-- Opening Marker --

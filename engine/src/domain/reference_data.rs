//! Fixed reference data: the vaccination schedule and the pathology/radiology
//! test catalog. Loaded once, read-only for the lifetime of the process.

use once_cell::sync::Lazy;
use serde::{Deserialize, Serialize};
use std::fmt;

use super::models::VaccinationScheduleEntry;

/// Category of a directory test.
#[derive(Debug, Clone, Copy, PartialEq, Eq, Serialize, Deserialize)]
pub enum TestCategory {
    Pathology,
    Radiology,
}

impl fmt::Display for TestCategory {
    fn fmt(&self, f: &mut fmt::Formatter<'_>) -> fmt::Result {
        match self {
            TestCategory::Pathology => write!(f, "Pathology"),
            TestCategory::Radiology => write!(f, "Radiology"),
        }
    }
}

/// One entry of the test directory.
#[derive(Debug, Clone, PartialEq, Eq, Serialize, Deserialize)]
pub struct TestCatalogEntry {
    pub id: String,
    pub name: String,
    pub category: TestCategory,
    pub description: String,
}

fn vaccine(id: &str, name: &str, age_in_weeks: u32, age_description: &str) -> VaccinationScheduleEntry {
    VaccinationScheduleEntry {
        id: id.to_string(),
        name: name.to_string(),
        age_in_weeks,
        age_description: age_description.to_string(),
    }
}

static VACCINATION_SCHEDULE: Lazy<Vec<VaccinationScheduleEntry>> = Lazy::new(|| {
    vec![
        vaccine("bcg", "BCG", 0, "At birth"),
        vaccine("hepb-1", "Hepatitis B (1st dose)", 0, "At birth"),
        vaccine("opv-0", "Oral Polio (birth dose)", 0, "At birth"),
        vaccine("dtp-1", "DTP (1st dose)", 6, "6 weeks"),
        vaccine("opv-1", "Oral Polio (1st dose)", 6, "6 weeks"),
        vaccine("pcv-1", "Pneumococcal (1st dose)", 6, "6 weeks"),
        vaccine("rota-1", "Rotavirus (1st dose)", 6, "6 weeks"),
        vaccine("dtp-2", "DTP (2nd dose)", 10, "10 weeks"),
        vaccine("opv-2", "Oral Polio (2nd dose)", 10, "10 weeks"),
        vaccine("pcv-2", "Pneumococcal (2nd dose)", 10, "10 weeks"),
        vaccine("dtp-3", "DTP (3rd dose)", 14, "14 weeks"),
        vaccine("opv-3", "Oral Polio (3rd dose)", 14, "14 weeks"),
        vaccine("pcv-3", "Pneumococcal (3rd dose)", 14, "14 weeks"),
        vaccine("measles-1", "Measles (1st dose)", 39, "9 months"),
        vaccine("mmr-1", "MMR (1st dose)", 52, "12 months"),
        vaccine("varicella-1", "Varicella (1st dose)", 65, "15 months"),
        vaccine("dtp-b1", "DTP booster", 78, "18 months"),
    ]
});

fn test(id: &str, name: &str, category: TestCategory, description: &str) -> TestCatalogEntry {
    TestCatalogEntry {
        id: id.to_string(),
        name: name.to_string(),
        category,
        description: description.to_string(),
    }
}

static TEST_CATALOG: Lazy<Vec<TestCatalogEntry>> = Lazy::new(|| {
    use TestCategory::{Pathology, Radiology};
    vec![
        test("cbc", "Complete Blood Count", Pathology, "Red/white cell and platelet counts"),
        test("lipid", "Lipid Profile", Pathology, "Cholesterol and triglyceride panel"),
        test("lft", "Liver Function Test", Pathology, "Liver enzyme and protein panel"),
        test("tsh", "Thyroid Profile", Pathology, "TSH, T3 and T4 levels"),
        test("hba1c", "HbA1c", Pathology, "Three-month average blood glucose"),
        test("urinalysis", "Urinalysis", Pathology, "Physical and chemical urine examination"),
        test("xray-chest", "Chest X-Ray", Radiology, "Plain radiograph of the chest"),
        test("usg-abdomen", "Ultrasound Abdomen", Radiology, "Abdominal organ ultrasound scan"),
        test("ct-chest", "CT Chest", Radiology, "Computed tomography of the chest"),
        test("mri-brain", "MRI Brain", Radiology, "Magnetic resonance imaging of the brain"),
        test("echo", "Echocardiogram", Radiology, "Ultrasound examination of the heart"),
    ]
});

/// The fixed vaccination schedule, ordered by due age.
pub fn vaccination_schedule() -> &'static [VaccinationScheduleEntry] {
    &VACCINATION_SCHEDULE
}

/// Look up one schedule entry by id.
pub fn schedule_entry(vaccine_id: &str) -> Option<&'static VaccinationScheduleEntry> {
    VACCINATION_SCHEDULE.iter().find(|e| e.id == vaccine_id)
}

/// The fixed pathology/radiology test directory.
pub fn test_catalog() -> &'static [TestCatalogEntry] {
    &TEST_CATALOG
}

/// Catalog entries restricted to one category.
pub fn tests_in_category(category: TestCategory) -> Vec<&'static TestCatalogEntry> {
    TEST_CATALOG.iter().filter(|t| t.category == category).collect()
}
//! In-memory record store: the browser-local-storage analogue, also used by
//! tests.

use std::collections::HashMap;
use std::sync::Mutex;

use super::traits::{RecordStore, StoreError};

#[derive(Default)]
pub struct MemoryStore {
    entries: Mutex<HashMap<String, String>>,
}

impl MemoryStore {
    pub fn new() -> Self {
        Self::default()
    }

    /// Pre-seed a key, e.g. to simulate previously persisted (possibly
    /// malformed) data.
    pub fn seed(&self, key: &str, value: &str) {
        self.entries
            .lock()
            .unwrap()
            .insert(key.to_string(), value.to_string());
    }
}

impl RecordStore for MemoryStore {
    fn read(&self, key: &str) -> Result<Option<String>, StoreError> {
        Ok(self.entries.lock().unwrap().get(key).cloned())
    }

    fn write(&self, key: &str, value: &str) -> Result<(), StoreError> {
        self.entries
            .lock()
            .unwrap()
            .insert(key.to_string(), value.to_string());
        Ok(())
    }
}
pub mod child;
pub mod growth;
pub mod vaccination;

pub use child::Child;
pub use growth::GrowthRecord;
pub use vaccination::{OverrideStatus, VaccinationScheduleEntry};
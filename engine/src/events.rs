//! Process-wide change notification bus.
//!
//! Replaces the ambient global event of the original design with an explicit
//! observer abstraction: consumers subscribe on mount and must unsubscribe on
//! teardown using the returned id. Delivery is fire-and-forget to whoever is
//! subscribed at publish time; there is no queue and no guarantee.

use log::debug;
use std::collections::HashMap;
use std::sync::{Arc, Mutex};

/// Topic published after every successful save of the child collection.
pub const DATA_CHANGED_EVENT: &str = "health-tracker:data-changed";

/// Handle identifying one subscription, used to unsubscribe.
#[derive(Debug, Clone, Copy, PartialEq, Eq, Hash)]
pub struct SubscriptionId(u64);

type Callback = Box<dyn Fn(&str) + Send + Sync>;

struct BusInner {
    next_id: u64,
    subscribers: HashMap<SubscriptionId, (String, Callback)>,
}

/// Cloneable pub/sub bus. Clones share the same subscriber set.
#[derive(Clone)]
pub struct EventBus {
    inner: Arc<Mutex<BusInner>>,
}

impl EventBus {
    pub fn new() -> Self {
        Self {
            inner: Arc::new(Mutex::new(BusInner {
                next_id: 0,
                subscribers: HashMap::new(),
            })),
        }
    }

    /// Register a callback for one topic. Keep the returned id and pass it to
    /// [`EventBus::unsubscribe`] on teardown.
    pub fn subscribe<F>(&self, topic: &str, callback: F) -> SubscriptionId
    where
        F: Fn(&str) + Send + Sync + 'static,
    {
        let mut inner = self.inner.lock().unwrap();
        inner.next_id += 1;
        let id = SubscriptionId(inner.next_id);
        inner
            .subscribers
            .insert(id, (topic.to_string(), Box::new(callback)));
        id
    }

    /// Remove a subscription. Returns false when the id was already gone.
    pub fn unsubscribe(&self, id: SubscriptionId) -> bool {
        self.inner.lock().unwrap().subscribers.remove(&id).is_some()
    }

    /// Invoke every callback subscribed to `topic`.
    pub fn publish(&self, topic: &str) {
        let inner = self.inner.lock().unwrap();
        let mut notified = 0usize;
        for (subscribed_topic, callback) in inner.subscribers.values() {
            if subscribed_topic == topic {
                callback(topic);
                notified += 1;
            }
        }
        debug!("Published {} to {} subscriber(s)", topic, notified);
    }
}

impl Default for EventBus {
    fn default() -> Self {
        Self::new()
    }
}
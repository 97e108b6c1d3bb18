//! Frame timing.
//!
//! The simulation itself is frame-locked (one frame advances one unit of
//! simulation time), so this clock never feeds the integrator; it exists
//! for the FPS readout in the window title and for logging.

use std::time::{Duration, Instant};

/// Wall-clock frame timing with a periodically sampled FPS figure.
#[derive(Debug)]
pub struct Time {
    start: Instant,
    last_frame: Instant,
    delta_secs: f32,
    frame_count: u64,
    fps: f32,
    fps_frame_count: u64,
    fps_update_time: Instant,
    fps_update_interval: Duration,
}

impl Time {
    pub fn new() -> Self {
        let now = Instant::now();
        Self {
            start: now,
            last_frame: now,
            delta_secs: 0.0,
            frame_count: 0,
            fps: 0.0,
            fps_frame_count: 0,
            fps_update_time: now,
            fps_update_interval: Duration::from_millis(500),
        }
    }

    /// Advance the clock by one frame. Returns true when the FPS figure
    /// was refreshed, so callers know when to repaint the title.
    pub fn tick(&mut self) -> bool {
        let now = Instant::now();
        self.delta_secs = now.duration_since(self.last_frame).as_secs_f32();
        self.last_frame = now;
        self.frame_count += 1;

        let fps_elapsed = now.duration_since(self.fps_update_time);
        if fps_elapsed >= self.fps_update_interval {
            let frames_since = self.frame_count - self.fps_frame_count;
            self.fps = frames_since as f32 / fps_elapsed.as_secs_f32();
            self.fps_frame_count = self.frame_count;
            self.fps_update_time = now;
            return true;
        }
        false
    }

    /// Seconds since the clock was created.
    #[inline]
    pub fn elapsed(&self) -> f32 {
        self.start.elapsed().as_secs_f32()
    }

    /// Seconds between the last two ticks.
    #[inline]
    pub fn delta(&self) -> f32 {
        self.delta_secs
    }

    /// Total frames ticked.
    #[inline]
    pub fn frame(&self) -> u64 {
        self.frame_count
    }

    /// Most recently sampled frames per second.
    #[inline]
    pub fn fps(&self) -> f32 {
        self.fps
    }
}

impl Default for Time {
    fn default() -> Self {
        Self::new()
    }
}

-- Closing Marker --

Nothing but a number should be given: the count of lines in the material where the string "false" occurs.

» **Answer space**
2